§ **WORK ORDER**:
Repeat verbatim every line of the material, beginning at the line that holds "a second time." and ending at its last line.

§ **RECORDS FOR THE TASK**:
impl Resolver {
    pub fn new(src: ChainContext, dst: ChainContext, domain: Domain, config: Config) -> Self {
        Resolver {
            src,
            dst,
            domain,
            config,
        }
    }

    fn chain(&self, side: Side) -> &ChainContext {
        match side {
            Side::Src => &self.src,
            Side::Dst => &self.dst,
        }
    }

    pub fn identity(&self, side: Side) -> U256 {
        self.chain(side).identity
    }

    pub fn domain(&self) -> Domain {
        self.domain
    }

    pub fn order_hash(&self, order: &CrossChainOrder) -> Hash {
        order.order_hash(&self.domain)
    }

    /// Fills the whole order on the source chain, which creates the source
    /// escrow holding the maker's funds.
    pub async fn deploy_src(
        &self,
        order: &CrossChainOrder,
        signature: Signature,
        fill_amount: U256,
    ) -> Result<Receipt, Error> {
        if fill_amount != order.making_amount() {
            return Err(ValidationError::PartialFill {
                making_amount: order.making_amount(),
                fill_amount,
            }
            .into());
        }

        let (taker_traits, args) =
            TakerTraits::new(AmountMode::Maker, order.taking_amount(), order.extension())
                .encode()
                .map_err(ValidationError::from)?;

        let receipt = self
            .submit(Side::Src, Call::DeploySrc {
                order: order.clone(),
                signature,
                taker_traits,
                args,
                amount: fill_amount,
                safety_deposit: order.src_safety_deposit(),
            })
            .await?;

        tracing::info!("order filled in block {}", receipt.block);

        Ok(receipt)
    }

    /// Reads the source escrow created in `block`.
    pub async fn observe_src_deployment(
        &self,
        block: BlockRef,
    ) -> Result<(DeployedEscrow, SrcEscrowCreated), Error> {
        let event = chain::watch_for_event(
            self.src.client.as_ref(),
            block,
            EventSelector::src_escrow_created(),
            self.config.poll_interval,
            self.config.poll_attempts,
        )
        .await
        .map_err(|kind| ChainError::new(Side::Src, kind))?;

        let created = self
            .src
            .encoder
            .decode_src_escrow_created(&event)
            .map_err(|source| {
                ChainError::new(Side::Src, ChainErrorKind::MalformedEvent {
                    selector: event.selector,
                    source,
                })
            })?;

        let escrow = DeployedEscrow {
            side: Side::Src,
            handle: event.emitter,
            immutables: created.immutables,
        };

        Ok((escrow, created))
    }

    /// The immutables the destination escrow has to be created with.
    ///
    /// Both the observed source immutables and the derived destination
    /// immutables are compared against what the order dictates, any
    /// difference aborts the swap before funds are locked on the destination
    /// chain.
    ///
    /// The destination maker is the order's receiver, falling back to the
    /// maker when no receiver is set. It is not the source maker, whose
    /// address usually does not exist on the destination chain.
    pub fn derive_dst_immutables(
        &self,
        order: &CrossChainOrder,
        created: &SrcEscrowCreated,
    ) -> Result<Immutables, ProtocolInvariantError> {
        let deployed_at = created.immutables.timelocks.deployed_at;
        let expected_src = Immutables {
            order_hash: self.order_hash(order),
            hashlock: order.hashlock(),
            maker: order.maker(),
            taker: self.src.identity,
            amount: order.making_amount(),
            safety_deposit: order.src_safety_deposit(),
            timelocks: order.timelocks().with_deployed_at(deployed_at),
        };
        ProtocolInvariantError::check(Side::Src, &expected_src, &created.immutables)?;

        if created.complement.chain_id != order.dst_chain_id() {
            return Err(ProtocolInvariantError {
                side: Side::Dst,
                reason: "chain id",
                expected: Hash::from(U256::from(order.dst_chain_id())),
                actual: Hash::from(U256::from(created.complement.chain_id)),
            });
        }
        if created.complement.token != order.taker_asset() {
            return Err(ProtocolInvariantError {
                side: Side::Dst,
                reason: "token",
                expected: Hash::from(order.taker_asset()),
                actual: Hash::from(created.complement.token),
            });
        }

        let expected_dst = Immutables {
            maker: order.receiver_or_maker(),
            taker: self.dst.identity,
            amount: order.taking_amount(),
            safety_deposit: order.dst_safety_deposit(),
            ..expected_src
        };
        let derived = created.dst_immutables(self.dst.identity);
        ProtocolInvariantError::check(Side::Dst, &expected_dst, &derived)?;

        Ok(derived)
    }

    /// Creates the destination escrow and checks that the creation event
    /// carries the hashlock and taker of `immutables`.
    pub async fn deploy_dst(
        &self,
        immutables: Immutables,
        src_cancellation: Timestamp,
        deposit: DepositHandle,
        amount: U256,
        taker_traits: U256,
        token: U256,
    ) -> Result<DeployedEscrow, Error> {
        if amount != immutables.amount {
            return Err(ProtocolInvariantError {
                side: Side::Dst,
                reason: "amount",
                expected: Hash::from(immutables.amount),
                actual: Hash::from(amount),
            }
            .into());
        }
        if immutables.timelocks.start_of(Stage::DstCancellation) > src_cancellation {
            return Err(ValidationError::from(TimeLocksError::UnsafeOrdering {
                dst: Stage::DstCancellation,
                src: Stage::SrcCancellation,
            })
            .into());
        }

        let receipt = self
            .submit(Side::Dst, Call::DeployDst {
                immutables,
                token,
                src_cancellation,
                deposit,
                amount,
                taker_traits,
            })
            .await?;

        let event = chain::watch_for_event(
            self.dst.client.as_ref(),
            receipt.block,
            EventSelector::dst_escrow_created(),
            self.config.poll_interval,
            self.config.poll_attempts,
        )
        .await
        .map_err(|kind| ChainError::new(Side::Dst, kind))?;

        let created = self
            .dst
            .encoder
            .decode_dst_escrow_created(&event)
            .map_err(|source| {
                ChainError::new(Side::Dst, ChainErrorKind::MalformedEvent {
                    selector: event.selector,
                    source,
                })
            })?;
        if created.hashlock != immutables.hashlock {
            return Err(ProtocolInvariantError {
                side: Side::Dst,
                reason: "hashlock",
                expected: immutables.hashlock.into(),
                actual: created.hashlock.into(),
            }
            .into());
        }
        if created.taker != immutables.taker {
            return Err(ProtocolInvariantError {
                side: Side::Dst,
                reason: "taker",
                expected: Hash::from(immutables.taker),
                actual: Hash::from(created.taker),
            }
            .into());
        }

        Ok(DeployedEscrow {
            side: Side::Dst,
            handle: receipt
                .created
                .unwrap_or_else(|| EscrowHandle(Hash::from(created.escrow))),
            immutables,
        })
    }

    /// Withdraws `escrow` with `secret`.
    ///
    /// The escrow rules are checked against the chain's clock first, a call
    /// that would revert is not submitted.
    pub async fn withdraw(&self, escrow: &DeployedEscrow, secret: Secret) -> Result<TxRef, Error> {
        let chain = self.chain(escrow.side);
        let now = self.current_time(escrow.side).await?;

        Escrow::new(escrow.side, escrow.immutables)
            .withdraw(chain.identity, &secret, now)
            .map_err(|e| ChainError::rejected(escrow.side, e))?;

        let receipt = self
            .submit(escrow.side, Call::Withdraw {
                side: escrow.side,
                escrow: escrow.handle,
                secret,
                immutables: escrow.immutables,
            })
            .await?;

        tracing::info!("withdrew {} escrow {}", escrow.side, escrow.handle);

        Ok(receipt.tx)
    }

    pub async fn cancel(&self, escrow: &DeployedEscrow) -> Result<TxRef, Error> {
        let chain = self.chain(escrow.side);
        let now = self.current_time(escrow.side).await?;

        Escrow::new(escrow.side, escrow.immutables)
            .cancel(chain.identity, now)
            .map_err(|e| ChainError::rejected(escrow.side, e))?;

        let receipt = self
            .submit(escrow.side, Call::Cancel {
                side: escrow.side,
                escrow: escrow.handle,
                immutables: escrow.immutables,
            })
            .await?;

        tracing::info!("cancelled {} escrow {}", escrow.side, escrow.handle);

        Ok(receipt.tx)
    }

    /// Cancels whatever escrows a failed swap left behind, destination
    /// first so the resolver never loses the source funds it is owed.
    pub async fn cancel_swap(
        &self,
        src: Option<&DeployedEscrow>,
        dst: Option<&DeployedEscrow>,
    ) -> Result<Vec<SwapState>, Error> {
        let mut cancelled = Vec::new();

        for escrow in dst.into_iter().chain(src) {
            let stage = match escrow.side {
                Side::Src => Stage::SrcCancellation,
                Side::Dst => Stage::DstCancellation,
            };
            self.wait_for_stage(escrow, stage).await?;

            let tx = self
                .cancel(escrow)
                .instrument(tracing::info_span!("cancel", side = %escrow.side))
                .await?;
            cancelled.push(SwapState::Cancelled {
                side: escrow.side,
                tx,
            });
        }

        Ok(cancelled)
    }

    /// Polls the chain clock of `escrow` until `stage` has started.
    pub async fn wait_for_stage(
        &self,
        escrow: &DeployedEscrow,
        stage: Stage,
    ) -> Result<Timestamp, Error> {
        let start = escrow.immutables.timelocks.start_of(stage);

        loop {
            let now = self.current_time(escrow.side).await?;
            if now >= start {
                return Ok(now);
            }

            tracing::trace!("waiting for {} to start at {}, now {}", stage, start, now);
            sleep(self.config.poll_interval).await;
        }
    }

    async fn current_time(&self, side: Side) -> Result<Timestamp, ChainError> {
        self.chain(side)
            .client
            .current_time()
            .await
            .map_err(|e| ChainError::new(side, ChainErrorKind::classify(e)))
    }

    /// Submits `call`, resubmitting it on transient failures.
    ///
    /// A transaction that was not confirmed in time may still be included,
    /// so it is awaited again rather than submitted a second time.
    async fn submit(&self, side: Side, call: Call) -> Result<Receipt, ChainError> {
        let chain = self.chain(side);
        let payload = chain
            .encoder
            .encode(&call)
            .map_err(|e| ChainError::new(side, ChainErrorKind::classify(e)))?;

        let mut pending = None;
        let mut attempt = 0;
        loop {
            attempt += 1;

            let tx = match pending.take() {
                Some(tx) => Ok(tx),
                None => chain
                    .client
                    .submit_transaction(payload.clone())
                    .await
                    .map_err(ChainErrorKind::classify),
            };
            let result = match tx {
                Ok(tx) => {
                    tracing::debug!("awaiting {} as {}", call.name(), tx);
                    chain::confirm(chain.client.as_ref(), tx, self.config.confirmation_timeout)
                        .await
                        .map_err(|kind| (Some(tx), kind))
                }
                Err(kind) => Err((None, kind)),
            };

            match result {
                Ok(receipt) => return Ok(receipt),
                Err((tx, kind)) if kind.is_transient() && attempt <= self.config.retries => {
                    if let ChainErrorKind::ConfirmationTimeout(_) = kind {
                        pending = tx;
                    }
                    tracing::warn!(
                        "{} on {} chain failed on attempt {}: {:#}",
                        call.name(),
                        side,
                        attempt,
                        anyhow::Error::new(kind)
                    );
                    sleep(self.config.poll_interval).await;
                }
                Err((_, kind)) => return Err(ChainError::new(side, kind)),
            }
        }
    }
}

§ **TASK ANSWER**:
    /// so it is awaited again rather than submitted a second time.
    async fn submit(&self, side: Side, call: Call) -> Result<Receipt, ChainError> {
        let chain = self.chain(side);
        let payload = chain
            .encoder
            .encode(&call)
            .map_err(|e| ChainError::new(side, ChainErrorKind::classify(e)))?;

        let mut pending = None;
        let mut attempt = 0;
        loop {
            attempt += 1;

            let tx = match pending.take() {
                Some(tx) => Ok(tx),
                None => chain
                    .client
                    .submit_transaction(payload.clone())
                    .await
                    .map_err(ChainErrorKind::classify),
            };
            let result = match tx {
                Ok(tx) => {
                    tracing::debug!("awaiting {} as {}", call.name(), tx);
                    chain::confirm(chain.client.as_ref(), tx, self.config.confirmation_timeout)
                        .await
                        .map_err(|kind| (Some(tx), kind))
                }
                Err(kind) => Err((None, kind)),
            };

            match result {
                Ok(receipt) => return Ok(receipt),
                Err((tx, kind)) if kind.is_transient() && attempt <= self.config.retries => {
                    if let ChainErrorKind::ConfirmationTimeout(_) = kind {
                        pending = tx;
                    }
                    tracing::warn!(
                        "{} on {} chain failed on attempt {}: {:#}",
                        call.name(),
                        side,
                        attempt,
                        anyhow::Error::new(kind)
                    );
                    sleep(self.config.poll_interval).await;
                }
                Err((_, kind)) => return Err(ChainError::new(side, kind)),
            }
        }
    }
}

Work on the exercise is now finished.